→ **Data section**

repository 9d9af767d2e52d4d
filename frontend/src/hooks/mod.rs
pub mod form_state;

pub use form_state::*;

→ **What is needed**
Please give the material above once more, unchanged.

→ **Solution to this task**
repository 9d9af767d2e52d4d
filename frontend/src/hooks/mod.rs
pub mod form_state;

pub use form_state::*;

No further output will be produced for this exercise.